Exercise: Your result should be every line of the records below that contains the word "collections".

Excerpted data:
____
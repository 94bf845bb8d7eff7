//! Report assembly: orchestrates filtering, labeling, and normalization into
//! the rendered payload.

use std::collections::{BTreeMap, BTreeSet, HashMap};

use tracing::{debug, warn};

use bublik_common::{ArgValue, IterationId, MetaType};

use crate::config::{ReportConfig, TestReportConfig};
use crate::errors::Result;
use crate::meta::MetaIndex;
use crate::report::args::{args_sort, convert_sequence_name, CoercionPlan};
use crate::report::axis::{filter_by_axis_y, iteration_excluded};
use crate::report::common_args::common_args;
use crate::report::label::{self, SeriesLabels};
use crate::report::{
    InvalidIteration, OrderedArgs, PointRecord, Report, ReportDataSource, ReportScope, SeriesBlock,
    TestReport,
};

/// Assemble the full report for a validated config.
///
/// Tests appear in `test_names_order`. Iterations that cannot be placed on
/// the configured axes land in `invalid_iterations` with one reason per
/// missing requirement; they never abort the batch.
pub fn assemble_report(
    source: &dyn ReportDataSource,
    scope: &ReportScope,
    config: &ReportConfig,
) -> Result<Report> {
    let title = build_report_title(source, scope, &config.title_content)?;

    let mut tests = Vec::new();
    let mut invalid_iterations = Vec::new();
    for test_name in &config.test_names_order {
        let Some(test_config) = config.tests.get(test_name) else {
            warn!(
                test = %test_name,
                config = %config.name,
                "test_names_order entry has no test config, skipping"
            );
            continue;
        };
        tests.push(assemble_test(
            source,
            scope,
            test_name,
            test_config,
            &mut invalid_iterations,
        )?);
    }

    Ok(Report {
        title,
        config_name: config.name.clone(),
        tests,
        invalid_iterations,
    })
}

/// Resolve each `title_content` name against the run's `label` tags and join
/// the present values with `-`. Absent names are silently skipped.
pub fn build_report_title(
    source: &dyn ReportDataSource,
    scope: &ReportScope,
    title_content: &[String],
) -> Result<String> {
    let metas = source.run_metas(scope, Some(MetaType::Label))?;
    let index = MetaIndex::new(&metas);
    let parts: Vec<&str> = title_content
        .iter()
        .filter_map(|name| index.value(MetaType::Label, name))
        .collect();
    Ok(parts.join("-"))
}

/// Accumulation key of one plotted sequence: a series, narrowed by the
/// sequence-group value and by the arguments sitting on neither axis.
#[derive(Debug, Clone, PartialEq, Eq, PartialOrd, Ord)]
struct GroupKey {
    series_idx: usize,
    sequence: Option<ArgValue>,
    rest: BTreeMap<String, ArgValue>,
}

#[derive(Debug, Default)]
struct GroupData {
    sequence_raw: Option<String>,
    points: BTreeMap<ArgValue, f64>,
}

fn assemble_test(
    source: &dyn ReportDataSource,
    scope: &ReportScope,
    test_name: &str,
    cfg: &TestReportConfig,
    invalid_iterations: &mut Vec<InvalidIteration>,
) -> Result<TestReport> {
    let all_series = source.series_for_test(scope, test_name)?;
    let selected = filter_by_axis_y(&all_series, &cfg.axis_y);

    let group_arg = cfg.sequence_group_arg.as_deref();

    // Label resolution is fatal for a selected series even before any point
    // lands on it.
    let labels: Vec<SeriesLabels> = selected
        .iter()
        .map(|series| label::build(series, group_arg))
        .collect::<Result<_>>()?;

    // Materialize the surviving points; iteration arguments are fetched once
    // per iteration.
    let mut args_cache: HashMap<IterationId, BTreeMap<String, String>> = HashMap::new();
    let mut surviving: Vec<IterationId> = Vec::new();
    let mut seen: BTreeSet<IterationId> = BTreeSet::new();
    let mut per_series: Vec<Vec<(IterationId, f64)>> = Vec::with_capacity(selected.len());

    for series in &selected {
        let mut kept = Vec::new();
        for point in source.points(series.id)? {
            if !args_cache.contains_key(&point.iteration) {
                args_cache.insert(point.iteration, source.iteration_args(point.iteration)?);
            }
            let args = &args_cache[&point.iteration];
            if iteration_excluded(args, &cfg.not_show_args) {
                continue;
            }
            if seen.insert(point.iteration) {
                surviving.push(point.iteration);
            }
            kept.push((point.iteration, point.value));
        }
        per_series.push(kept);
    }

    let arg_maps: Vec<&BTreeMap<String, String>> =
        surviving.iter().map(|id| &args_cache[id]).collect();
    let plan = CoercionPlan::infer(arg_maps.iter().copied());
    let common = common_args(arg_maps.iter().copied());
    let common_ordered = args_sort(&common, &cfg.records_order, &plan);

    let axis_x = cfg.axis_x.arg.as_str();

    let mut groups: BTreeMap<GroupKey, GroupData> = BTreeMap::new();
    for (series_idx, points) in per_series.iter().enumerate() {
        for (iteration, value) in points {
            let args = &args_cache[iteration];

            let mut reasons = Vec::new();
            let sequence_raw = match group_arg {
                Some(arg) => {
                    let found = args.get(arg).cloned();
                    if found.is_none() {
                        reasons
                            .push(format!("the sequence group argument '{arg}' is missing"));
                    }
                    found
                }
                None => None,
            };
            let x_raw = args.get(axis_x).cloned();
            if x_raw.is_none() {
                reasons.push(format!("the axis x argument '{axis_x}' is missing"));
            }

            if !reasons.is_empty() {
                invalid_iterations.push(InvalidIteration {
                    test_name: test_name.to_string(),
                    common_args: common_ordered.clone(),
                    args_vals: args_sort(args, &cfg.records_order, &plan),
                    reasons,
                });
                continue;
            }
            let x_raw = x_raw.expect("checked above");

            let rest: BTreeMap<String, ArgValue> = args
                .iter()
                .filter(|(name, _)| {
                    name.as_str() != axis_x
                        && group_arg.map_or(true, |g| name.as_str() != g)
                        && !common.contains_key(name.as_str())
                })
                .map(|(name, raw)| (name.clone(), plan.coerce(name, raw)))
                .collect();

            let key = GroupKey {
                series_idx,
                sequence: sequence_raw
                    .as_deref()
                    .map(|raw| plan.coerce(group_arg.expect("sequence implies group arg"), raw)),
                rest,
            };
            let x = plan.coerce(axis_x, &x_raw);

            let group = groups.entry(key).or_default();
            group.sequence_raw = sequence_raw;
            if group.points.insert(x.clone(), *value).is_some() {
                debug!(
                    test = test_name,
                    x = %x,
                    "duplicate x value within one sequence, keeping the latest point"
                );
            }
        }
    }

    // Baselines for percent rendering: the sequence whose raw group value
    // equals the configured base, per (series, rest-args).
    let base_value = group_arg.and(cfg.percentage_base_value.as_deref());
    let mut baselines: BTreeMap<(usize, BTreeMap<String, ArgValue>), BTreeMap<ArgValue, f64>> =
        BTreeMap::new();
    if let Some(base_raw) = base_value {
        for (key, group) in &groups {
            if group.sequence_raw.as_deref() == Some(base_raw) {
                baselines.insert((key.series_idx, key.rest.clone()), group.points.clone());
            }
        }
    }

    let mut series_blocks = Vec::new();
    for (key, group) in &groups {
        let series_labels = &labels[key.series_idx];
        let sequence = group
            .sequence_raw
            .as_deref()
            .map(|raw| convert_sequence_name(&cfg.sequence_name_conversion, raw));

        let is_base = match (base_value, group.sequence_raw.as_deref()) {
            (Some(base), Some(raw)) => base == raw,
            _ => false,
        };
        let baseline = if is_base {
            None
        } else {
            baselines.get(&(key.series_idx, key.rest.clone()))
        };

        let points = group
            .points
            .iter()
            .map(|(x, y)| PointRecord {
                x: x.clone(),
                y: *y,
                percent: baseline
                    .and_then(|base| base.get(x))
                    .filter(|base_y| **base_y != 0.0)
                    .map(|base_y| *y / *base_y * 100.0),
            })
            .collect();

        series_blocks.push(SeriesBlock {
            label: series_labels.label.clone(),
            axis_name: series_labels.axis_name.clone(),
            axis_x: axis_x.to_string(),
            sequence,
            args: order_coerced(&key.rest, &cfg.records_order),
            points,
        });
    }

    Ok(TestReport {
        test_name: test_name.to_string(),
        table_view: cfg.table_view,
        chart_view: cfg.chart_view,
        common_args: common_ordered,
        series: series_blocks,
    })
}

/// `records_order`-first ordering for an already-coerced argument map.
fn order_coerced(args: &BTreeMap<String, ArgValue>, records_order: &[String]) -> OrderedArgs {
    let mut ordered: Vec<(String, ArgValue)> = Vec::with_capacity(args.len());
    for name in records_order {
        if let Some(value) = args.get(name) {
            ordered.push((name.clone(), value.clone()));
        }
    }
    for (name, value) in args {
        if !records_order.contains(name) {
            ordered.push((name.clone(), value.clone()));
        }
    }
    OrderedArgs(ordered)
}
____
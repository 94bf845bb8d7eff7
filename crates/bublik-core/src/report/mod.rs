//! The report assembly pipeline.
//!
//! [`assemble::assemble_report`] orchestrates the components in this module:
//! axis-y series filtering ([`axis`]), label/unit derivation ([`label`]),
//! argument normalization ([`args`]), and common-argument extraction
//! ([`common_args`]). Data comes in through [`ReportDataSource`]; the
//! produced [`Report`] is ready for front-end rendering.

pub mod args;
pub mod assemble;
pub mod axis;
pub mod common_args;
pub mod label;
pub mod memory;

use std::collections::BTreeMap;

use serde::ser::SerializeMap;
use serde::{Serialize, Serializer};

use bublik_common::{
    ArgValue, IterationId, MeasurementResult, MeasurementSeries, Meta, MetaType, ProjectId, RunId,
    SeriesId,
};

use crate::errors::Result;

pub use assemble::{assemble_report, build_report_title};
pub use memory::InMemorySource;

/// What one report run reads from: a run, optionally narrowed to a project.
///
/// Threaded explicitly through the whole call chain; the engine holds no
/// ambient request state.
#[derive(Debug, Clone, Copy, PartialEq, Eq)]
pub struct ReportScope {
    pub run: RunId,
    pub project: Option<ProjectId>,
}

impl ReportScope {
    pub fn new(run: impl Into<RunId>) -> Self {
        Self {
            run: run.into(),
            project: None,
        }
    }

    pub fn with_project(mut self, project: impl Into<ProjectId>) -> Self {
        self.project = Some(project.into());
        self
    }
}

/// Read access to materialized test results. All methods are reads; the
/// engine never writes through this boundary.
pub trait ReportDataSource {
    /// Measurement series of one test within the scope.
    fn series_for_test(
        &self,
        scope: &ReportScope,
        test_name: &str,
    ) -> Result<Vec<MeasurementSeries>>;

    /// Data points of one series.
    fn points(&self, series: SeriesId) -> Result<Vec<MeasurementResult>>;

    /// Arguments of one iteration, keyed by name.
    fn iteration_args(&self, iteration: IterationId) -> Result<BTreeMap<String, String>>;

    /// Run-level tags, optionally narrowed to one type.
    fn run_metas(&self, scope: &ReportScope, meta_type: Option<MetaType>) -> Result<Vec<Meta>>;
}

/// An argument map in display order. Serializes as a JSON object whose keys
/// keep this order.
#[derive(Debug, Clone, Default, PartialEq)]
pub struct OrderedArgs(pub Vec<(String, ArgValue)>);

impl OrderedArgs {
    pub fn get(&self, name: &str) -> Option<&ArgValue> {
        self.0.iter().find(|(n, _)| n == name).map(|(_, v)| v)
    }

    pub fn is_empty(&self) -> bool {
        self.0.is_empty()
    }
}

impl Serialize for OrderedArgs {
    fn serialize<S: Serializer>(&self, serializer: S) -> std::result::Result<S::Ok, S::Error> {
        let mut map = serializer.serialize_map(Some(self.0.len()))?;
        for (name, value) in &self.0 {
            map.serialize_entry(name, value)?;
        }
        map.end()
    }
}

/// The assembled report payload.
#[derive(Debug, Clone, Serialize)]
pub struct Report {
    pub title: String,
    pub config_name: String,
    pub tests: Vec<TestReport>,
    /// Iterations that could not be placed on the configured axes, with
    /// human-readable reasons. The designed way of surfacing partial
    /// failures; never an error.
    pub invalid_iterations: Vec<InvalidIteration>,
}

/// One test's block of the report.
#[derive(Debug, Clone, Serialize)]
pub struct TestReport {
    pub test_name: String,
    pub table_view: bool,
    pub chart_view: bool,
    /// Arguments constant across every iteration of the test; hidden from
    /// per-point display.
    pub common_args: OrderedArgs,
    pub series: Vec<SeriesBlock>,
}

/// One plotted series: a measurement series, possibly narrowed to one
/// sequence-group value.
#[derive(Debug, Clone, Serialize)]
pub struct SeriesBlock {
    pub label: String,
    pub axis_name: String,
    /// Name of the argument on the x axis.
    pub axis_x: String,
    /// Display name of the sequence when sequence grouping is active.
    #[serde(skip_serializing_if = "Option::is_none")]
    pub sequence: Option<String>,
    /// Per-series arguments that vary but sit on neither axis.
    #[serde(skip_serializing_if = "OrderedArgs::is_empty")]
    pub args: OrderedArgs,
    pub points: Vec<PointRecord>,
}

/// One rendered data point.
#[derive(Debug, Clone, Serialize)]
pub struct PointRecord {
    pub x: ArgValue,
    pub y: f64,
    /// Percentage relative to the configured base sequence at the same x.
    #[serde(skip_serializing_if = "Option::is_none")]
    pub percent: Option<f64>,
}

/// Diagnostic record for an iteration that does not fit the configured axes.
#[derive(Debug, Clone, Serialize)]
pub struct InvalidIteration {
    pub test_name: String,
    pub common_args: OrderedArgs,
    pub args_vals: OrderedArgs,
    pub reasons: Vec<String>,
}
____
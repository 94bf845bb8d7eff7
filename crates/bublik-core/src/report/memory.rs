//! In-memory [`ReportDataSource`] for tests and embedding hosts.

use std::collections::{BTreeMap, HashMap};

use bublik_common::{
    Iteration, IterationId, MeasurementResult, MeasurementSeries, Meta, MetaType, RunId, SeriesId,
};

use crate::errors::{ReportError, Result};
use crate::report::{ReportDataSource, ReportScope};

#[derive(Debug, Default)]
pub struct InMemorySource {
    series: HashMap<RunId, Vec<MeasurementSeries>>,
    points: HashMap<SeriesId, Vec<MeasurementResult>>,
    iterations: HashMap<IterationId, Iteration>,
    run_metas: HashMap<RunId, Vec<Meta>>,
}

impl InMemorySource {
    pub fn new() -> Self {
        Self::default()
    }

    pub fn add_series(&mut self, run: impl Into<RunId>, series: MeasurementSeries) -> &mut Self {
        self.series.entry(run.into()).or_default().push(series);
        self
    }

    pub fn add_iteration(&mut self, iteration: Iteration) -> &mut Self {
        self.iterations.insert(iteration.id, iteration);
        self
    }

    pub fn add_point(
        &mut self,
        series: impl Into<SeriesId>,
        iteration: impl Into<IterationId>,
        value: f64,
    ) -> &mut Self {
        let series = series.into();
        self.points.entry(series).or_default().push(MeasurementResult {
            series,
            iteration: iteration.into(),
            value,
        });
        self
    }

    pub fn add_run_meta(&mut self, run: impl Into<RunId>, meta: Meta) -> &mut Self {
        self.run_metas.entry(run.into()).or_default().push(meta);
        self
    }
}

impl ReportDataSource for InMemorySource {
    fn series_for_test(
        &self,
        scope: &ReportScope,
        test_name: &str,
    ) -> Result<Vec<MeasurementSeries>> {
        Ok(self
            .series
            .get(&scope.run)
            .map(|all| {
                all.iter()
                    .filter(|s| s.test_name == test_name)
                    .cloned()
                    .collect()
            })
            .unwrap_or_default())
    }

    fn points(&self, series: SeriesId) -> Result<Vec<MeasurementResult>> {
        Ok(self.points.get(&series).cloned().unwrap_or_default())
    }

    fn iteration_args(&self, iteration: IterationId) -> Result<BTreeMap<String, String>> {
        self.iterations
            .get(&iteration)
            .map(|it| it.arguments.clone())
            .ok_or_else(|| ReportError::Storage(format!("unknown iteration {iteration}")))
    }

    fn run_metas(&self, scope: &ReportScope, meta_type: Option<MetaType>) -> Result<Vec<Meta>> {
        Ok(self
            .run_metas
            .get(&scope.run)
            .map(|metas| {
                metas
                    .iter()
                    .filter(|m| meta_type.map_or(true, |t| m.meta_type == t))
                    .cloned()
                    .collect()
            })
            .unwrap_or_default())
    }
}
____
Completed exercise:
use std::collections::{BTreeMap, BTreeSet, HashMap};
use std::collections::BTreeMap;
use std::collections::{BTreeMap, HashMap};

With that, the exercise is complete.